The Smithsonian’s National Zoo recently acquired 12,000 new animals—microscopic Elkhorn coral larvae harvested by National Zoo scientists in Puerto Rico—as part of an international collaborative program to raise the threatened species. National Zoo scientists hope to one day return the animals, once they are grown, to their wild ocean habitat.
In August, Zoo Reproductive Scientist Dr. Mary Hagedorn and Invertebrates Keeper Mike Henley traveled to Puerto Rico with marine scientists involved with SECORE (SExual COral REproduction) to collect and artificially inseminate coral. Hagedorn is pioneering the cyropreservation (freezing, storing and thawing) of coral sperm and eggs. Working in collaboration with SECORE, she is trying to create a genome resource bank, which will help preserve the genetic diversity of coral.
Hagedorn, Henley and the team captured spawning coral gametes in nets during night dives and transferred them back to their laboratory on the beach for research and artificial insemination—often working until 3 a.m. Using 75 feet of specially designed flexible PVC piping that could be bent around the coral so as not to harm it, the team created a water-flow system that allowed water from the ocean to continuously flow in and out of the coral larvae enclosure located in the beachfront laboratory. Keeping the water fresh and at a constant temperature is essential for corals that flourish in stable environments.
“Conservation of a delicate underwater species is always a challenge,” said Hagedorn, “We achieved some important milestones this year, including learning more about the larvae rearing process, and we were able to cryopreserve the endangered coral sperm. Given more research, this technique may become instrumental in helping re-establish healthy coral populations in the Caribbean.”
Meanwhile, at the Zoo’s Invertebrates Exhibit, keeper Mike Henley has been coaxing the 12,000 coral larvae to settle in a specially designed tank. The 90-gallon, salt-water tank features high-wattage lights and a custom-built surge device that mimics the movement of the surf in the coral’s native Caribbean habitat.
From the original 12,000, 158 larvae settled onto specially designed tiles and formed polyps—millimeter-sized corals that could eventually grow to be 10 feet wide. Henley will continue to count the coral throughout the next few months. The small percentage of coral that takes hold as a polyp underscores the difficult and delicate task of rearing a fragile species in captivity.

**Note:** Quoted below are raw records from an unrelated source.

//! Component assembly and the ordered shutdown path.

use crate::config::NodeConfig;
use rbtp_blockchain::{BlockChain, TransferExecutor};
use rbtp_chainspec::ChainSpec;
use rbtp_consensus::Btpash;
use rbtp_db::{ChainStorage, FileStore, Freezer};
use rbtp_downloaders::Downloader;
use rbtp_interfaces::provider::{AccountProvider, BlockProvider, HeaderProvider};
use rbtp_network::{BlockFetcher, FetchClient, NetworkConfig, NetworkManager, PeerEvent};
use rbtp_primitives::B256;
use rbtp_trie::TrieDb;
use rbtp_txpool::TxPool;
use std::sync::Arc;
use tokio::sync::mpsc;
use tokio_util::sync::CancellationToken;
use tracing::info;

/// A fully wired node over the given chain spec.
pub struct Node {
    /// The configuration the node runs with.
    pub config: NodeConfig,
    /// The canonical chain.
    pub chain: Arc<BlockChain<FileStore>>,
    /// The transaction pool.
    pub pool: Arc<TxPool>,
    /// The protocol manager.
    pub network: Arc<NetworkManager>,
    /// The bulk synchronizer.
    pub downloader: Arc<Downloader<Btpash, FetchClient, BlockChain<FileStore>>>,
    /// Cancels the running sync on shutdown or head change.
    pub sync_cancel: CancellationToken,
    /// Transport events flow in here.
    pub network_events: mpsc::UnboundedSender<PeerEvent>,
    tasks: Vec<tokio::task::JoinHandle<()>>,
}

impl std::fmt::Debug for Node {
    fn fmt(&self, f: &mut std::fmt::Formatter<'_>) -> std::fmt::Result {
        f.debug_struct("Node").field("head", &self.chain.head().hash).finish_non_exhaustive()
    }
}

impl Node {
    /// Builds and starts every component: storage → chain → pool → network
    /// → fetcher → downloader, leaves first.
    pub fn launch(config: NodeConfig, spec: Arc<ChainSpec>) -> Result<Self, rbtp_interfaces::Error> {
        // the hot tier lives in the datadir and replays its log at open,
        // so a restarted process resumes at the persisted head
        let store = FileStore::open(config.datadir.join("chaindata"))?;
        let freezer = Freezer::open(config.datadir.join("ancients")).ok();
        let storage = Arc::new(ChainStorage::open(store, freezer)?);

        let consensus = Arc::new(Btpash::new(Arc::clone(&spec)));
        let executor = Arc::new(TransferExecutor::new(Arc::clone(&spec)));
        let chain = Arc::new(BlockChain::new(
            Arc::clone(&storage),
            Arc::clone(&spec),
            Arc::clone(&consensus) as _,
            executor as _,
            config.tie_break,
        )?);
        info!(target: "node", head = %chain.head().hash, "Chain ready");

        let head = chain
            .storage()
            .sealed_header(chain.head().hash)?
            .expect("head header exists");
        let pool = Arc::new(TxPool::new(
            config.txpool.clone(),
            Arc::clone(&spec),
            Arc::clone(&chain) as Arc<dyn AccountProvider>,
            head,
        ));

        let network_config =
            NetworkConfig { network_id: config.network_id, max_peers: config.max_peers };
        let state_nodes: Arc<dyn TrieDb> = Arc::clone(&storage) as Arc<dyn TrieDb>;
        let (events_tx, events_rx) = mpsc::unbounded_channel::<PeerEvent>();
        let (fetcher_tx, fetcher_rx) = mpsc::unbounded_channel();

        let network = Arc::new(NetworkManager::new(
            network_config,
            Arc::clone(&spec),
            Arc::clone(&chain) as Arc<dyn BlockProvider>,
            state_nodes,
            Arc::clone(&pool),
            fetcher_tx,
        ));

        let fetcher = BlockFetcher::new(
            network.fetch_client(),
            Arc::clone(&chain),
            Arc::clone(&chain) as Arc<dyn BlockProvider>,
            fetcher_rx,
        );

        let client = Arc::new(network.fetch_client());
        let downloader = Arc::new(Downloader::new(
            config.sync_mode,
            Arc::clone(&consensus),
            client,
            Arc::clone(&chain),
            Arc::clone(&chain) as Arc<dyn BlockProvider>,
            Arc::clone(&storage) as Arc<dyn TrieDb>,
        ));

        let sync_cancel = CancellationToken::new();
        let mut tasks = Vec::new();
        tasks.push(tokio::spawn(fetcher.run()));
        tasks.push(tokio::spawn(Arc::clone(&network).run(events_rx)));

        // pool maintenance and block propagation follow the canonical head
        {
            let pool = Arc::clone(&pool);
            let chain = Arc::clone(&chain);
            let network = Arc::clone(&network);
            let mut heads = chain.subscribe_head();
            tasks.push(tokio::spawn(async move {
                while let Some(event) = heads.recv().await {
                    pool.on_new_head(&*chain, event.block.header.clone());
                    // full block to √N peers, a hash announce to the rest
                    network.propagate_block(&event.block, chain.head().total_difficulty);
                }
            }));
        }

        // admitted transactions propagate to peers
        {
            let network = Arc::clone(&network);
            let mut txs = pool.subscribe();
            tasks.push(tokio::spawn(async move {
                while let Some(event) = txs.recv().await {
                    network.propagate_transactions(&event.transactions);
                }
            }));
        }

        // chase the heaviest advertised chain
        {
            let network = Arc::clone(&network);
            let chain_for_sync = Arc::clone(&chain);
            let downloader = Arc::clone(&downloader);
            let cancel = sync_cancel.clone();
            tasks.push(tokio::spawn(async move {
                let mut poll = tokio::time::interval(std::time::Duration::from_secs(10));
                loop {
                    poll.tick().await;
                    if cancel.is_cancelled() {
                        return
                    }
                    let Some((peer, head, td)) = network.peers().best_peer() else { continue };
                    if td <= chain_for_sync.head().total_difficulty {
                        continue
                    }
                    info!(target: "node", %peer, %head, "Peer advertises heavier chain, syncing");
                    if let Err(err) = downloader.run(head, cancel.child_token()).await {
                        tracing::debug!(target: "node", %err, "Sync attempt failed");
                    }
                }
            }));
        }

        Ok(Self {
            config,
            chain,
            pool,
            network,
            downloader,
            sync_cancel,
            network_events: events_tx,
            tasks,
        })
    }

    /// Starts a bulk sync towards `target`.
    pub async fn sync_to(&self, target: B256) -> Result<(), rbtp_interfaces::Error> {
        let cancel = self.sync_cancel.child_token();
        if let Err(err) = self.downloader.run(target, cancel).await {
            tracing::warn!(target: "node", %err, "Sync run ended with error");
        }
        Ok(())
    }

    /// Orderly shutdown: stop accepting peers, cancel sync, park the pool
    /// journal, then let the chain and store close as the tasks drain.
    pub async fn shutdown(self) {
        info!(target: "node", "Shutting down");
        // closing the event channel stops the manager loop, which stops
        // accepting peers
        drop(self.network_events);
        self.sync_cancel.cancel();
        // rebasing on the current head rotates the journal to disk
        let head = self
            .chain
            .storage()
            .sealed_header(self.chain.head().hash)
            .ok()
            .flatten()
            .expect("head header exists");
        self.pool.on_new_head(&*self.chain, head);

        for task in self.tasks {
            task.abort();
        }

        // fold the store log down to a snapshot before the process exits
        if let Err(err) = self.chain.storage().db().compact() {
            tracing::warn!(target: "node", %err, "Store compaction failed during shutdown");
        }
    }
}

“We hope we can establish a captive population of Elkhorn that can be reintroduced to the wild,” said Henley. “If this year’s collection does not meet the criteria, hopefully future SECORE ‘recruits’ will yield possible candidates.”

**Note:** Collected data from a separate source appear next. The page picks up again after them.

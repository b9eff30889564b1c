#![warn(missing_debug_implementations, missing_docs, unreachable_pub)]
#![deny(unused_must_use, rust_2018_idioms)]

//! Merkle Patricia trie and journaled state for rbtp.
//!
//! The trie is a DAG of content-addressed nodes: every node is stored under
//! the keccak256 of its RLP encoding, with the usual exception that encodings
//! shorter than 32 bytes are embedded in their parent. [`SecureTrie`] hashes
//! keys before insertion so attacker-chosen keys cannot degrade the tree.
//!
//! [`StateDb`] layers accounts and per-account storage sub-tries on top,
//! journaling every mutation so intra-transaction checkpoints can be unwound
//! in LIFO order.

mod error;
mod nibbles;
mod node;
pub mod root;
mod state;
mod store;
mod trie;

pub use error::{StateError, TrieError};
pub use nibbles::Nibbles;
pub use node::decode_node_refs;
pub use state::{Journal, StateDb, StateObject};
pub use store::{MemoryTrieDb, TrieDb};
pub use trie::{SecureTrie, Trie};
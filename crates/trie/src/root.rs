//! One-shot root calculations over ordered lists and account sets.

use crate::{MemoryTrieDb, SecureTrie, Trie};
use alloy_rlp::Encodable;
use rbtp_primitives::{
    Address, Header, ReceiptWithBloom, TransactionSigned, TrieAccount, B256, StorageValue,
    EMPTY_OMMER_ROOT_HASH,
};
use std::sync::Arc;

/// Root of a trie keyed by the RLP of each item's index, with a custom value
/// encoder.
pub fn ordered_trie_root_with_encoder<T, F>(items: &[T], mut encode: F) -> B256
where
    F: FnMut(&T, &mut Vec<u8>),
{
    let mut trie = Trie::new(Arc::new(MemoryTrieDb::new()));
    for (index, item) in items.iter().enumerate() {
        let mut key = Vec::new();
        index.encode(&mut key);
        let mut value = Vec::new();
        encode(item, &mut value);
        trie.insert(&key, value).expect("in-memory trie cannot miss nodes");
    }
    trie.commit()
}

/// Root of a trie keyed by the RLP of each item's index.
pub fn ordered_trie_root<T: Encodable>(items: &[T]) -> B256 {
    ordered_trie_root_with_encoder(items, |item, buf| item.encode(buf))
}

/// Calculates the transaction root committed to by a header.
pub fn calculate_transaction_root(transactions: &[TransactionSigned]) -> B256 {
    ordered_trie_root(transactions)
}

/// Calculates the receipt root committed to by a header.
pub fn calculate_receipt_root(receipts: &[ReceiptWithBloom]) -> B256 {
    ordered_trie_root(receipts)
}

/// Calculates the ommers hash committed to by a header.
pub fn calculate_ommers_hash(ommers: &[Header]) -> B256 {
    if ommers.is_empty() {
        return EMPTY_OMMER_ROOT_HASH
    }
    let mut out = Vec::new();
    alloy_rlp::encode_list(ommers, &mut out);
    rbtp_primitives::keccak256(out)
}

/// State root over plain (not yet hashed) addresses and their accounts, as
/// needed for genesis allocations.
pub fn state_root_unhashed(accounts: impl IntoIterator<Item = (Address, TrieAccount)>) -> B256 {
    let mut trie = SecureTrie::new(Arc::new(MemoryTrieDb::new()));
    for (address, account) in accounts {
        let mut value = Vec::new();
        account.encode(&mut value);
        trie.insert(address.as_slice(), value).expect("in-memory trie cannot miss nodes");
    }
    trie.commit()
}

/// Storage root over plain (not yet hashed) slot keys.
pub fn storage_root_unhashed(storage: impl IntoIterator<Item = (B256, StorageValue)>) -> B256 {
    let mut trie = SecureTrie::new(Arc::new(MemoryTrieDb::new()));
    for (key, value) in storage {
        if value.is_zero() {
            continue
        }
        let mut encoded = Vec::new();
        value.encode(&mut encoded);
        trie.insert(key.as_slice(), encoded).expect("in-memory trie cannot miss nodes");
    }
    trie.commit()
}

#[cfg(test)]
mod tests {
    use super::*;
    use rbtp_primitives::{hex, U256, EMPTY_ROOT_HASH, KECCAK_EMPTY};

    #[test]
    fn empty_roots() {
        assert_eq!(calculate_transaction_root(&[]), EMPTY_ROOT_HASH);
        assert_eq!(calculate_receipt_root(&[]), EMPTY_ROOT_HASH);
        assert_eq!(calculate_ommers_hash(&[]), EMPTY_OMMER_ROOT_HASH);
        assert_eq!(state_root_unhashed(Vec::new()), EMPTY_ROOT_HASH);
    }

    // the fixtures pin the address to a max-balance sole account; generated
    // with the reference client and a custom genesis
    #[test]
    fn single_account_state_roots() {
        let fixtures: Vec<(Address, B256)> = vec![
            (
                hex!("9fe4abd71ad081f091bd06dd1c16f7e92927561e").into(),
                hex!("4b35be4231841d212ce2fa43aedbddeadd6eb7d420195664f9f0d55629db8c32").into(),
            ),
            (
                hex!("c2ba9d87f8be0ade00c60d3656c1188e008fbfa2").into(),
                hex!("e1389256c47d63df8856d7729dec9dc2dae074a7f0cbc49acad1cf7b29f7fe94").into(),
            ),
        ];

        for (address, expected) in fixtures {
            let account = TrieAccount {
                nonce: 0,
                balance: U256::MAX,
                storage_root: EMPTY_ROOT_HASH,
                code_hash: KECCAK_EMPTY,
            };
            assert_eq!(state_root_unhashed([(address, account)]), expected);
        }
    }

    #[test]
    fn storage_root_skips_zero_slots() {
        let occupied = storage_root_unhashed([
            (B256::with_last_byte(1), U256::from(42)),
            (B256::with_last_byte(2), U256::ZERO),
        ]);
        let without_zero = storage_root_unhashed([(B256::with_last_byte(1), U256::from(42))]);
        assert_eq!(occupied, without_zero);
    }
}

Coral reefs are dying from causes largely due to human influences. In the Caribbean populations of the massive Elkhorn coral (Acropora palmate), which historically have been the primary and most ecologically important reef-building coral, have declined from 90 to 99 percent since the mid 1980s. As a result, it is one of the first corals listed as “threatened” under the Endangered Species Act.
As many aquarium enthusiasts already know, coral can be easily reared in captivity—new colonies can grow from broken fragments of parent colonies. Those new colonies, however, are clones with the same genetic makeup as the parent coral.
For this reason, the National Zoo’s work with the artificial insemination and captive breeding of coral as a member of SECORE is essential to fighting its extinction. Genetic diversity is key in any species bred for eventual release into the wild. The more genetically diverse a population, the greater its chance of surviving various environmental stresses.